Given a string s and a string t, check if s is subsequence of t.

You may assume that there is only lower case English letters in both s and t. t is potentially a very long (length ~= 500,000) string, and s is a short string (<=100).

A subsequence of a string is a new string which is formed from the original string by deleting some (can be none) of the characters without disturbing the relative positions of the remaining characters. (ie, "ace" is a subsequence of "abcde" while "aec" is not).

Example 1:
s = "abc", t = "ahbgdc"

Return true.

Example 2:
s = "axc", t = "ahbgdc"

Return false.

Follow up:
If there are lots of incoming S, say S1, S2, ... , Sk where k >= 1B, and you want to check one by one to see if T has its subsequence.
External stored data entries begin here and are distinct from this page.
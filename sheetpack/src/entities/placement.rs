use crate::entities::{Item, Orientation, Rect};

/// Final position of a packed item.
#[derive(Debug, Clone, PartialEq)]
pub struct Placement<L> {
    /// x of the bottom-left corner
    pub x: f64,
    /// y of the bottom-left corner
    pub y: f64,
    /// Width as placed
    pub w: f64,
    /// Height as placed
    pub h: f64,
    /// Whether the item was rotated by 90° relative to the orientation the caller supplied
    pub rotated: bool,
    /// Position of the item in the caller's input list
    pub item: usize,
    pub label: L,
}

impl<L: Clone> Placement<L> {
    /// Places `item` in `orientation` with its bottom-left corner at (`x`, `y`).
    pub fn new(item: &Item<L>, orientation: Orientation, x: f64, y: f64) -> Self {
        let (w, h) = item.dims(orientation);
        Placement {
            x,
            y,
            w,
            h,
            rotated: item.rotated_from_original(orientation),
            item: item.index,
            label: item.label.clone(),
        }
    }
}

impl<L> Placement<L> {
    pub fn rect(&self) -> Rect {
        Rect::new(self.x, self.y, self.w, self.h)
    }
}

/// An item for which no position was found, reported with the size and label the caller supplied.
#[derive(Debug, Clone, PartialEq)]
pub struct UnplacedItem<L> {
    pub width: f64,
    pub height: f64,
    /// Position of the item in the caller's input list
    pub item: usize,
    pub label: L,
}

impl<L> From<Item<L>> for UnplacedItem<L> {
    fn from(item: Item<L>) -> Self {
        let (width, height) = item.original_dims();
        UnplacedItem {
            width,
            height,
            item: item.index,
            label: item.label,
        }
    }
}
mod bin;
mod item;
mod placement;
mod rect;
mod result;
mod shelf;

#[doc(inline)]
pub use bin::Bin;
#[doc(inline)]
pub use item::Item;
#[doc(inline)]
pub use item::ItemSpec;
#[doc(inline)]
pub use item::Orientation;
#[doc(inline)]
pub use placement::Placement;
#[doc(inline)]
pub use placement::UnplacedItem;
#[doc(inline)]
pub use rect::Rect;
#[doc(inline)]
pub use result::PackResult;
#[doc(inline)]
pub use shelf::Shelf;

/// Dimensions of bins and items have to be finite and strictly positive
pub(crate) fn is_valid_dimension(value: f64) -> bool {
    value.is_finite() && value > 0.0
}
/// Set of functions used throughout to assure the correctness of the library.
pub mod assertions;

mod fpa;

#[doc(inline)]
pub use fpa::FPA;
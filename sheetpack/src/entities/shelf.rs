use crate::entities::Bin;

/// Horizontal strip of a [`Bin`] in which items are placed from left to right.
///
/// The height of a shelf is fixed by the first item placed on it, only `cursor_x` moves afterwards.
#[derive(Debug, Clone, Copy, PartialEq)]
pub struct Shelf {
    /// y of the bottom edge
    pub y: f64,
    pub height: f64,
    /// Right edge of the rightmost item on the shelf
    pub cursor_x: f64,
}

impl Shelf {
    /// Opens a shelf at `y`, already holding a first item of `width` x `height`
    pub fn open(y: f64, width: f64, height: f64) -> Self {
        Shelf {
            y,
            height,
            cursor_x: width,
        }
    }

    /// y of the top edge, where the next shelf starts
    pub fn top(&self) -> f64 {
        self.y + self.height
    }

    pub fn remaining_width(&self, bin: &Bin) -> f64 {
        bin.width() - self.cursor_x
    }

    /// Whether a `width` x `height` rectangle can still be put at the end of the shelf
    pub fn admits(&self, width: f64, height: f64, bin: &Bin) -> bool {
        self.remaining_width(bin) >= width && self.height >= height
    }

    /// Claims `width` at the end of the shelf, returns the x where the claimed space starts
    pub fn advance(&mut self, width: f64) -> f64 {
        let x = self.cursor_x;
        self.cursor_x += width;
        x
    }
}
In this scenario, how would you change your code?

解题方案

思路 1

follow up question很有意思

最naive的思路表现形式如下:

beats 53.74%

class Solution(object):
    def isSubsequence(self, s, t):
        """
        :type s: str
        :type t: str
        :rtype: bool
        """
        if s == '': return True
        for i in xrange(len(t)):
            if t[i] == s[0]:
                return self.isSubsequence(s[1:],t[i+1:])

        return False

思路 2

递归操作以及对字符串的操作太过于昂贵,所以用index来处理,节省了时间和空间

class Solution(object):
    def isSubsequence(self, s, t):
        """
        :type s: str
        :type t: str
        :rtype: bool
        """
        if s == '': return True
        ps, pt = 0, 0
        while ps < len(s) and pt < len(t):
            if s[ps] == t[pt]:
                ps += 1
            pt += 1
        return ps >= len(s)

精妙绝伦!!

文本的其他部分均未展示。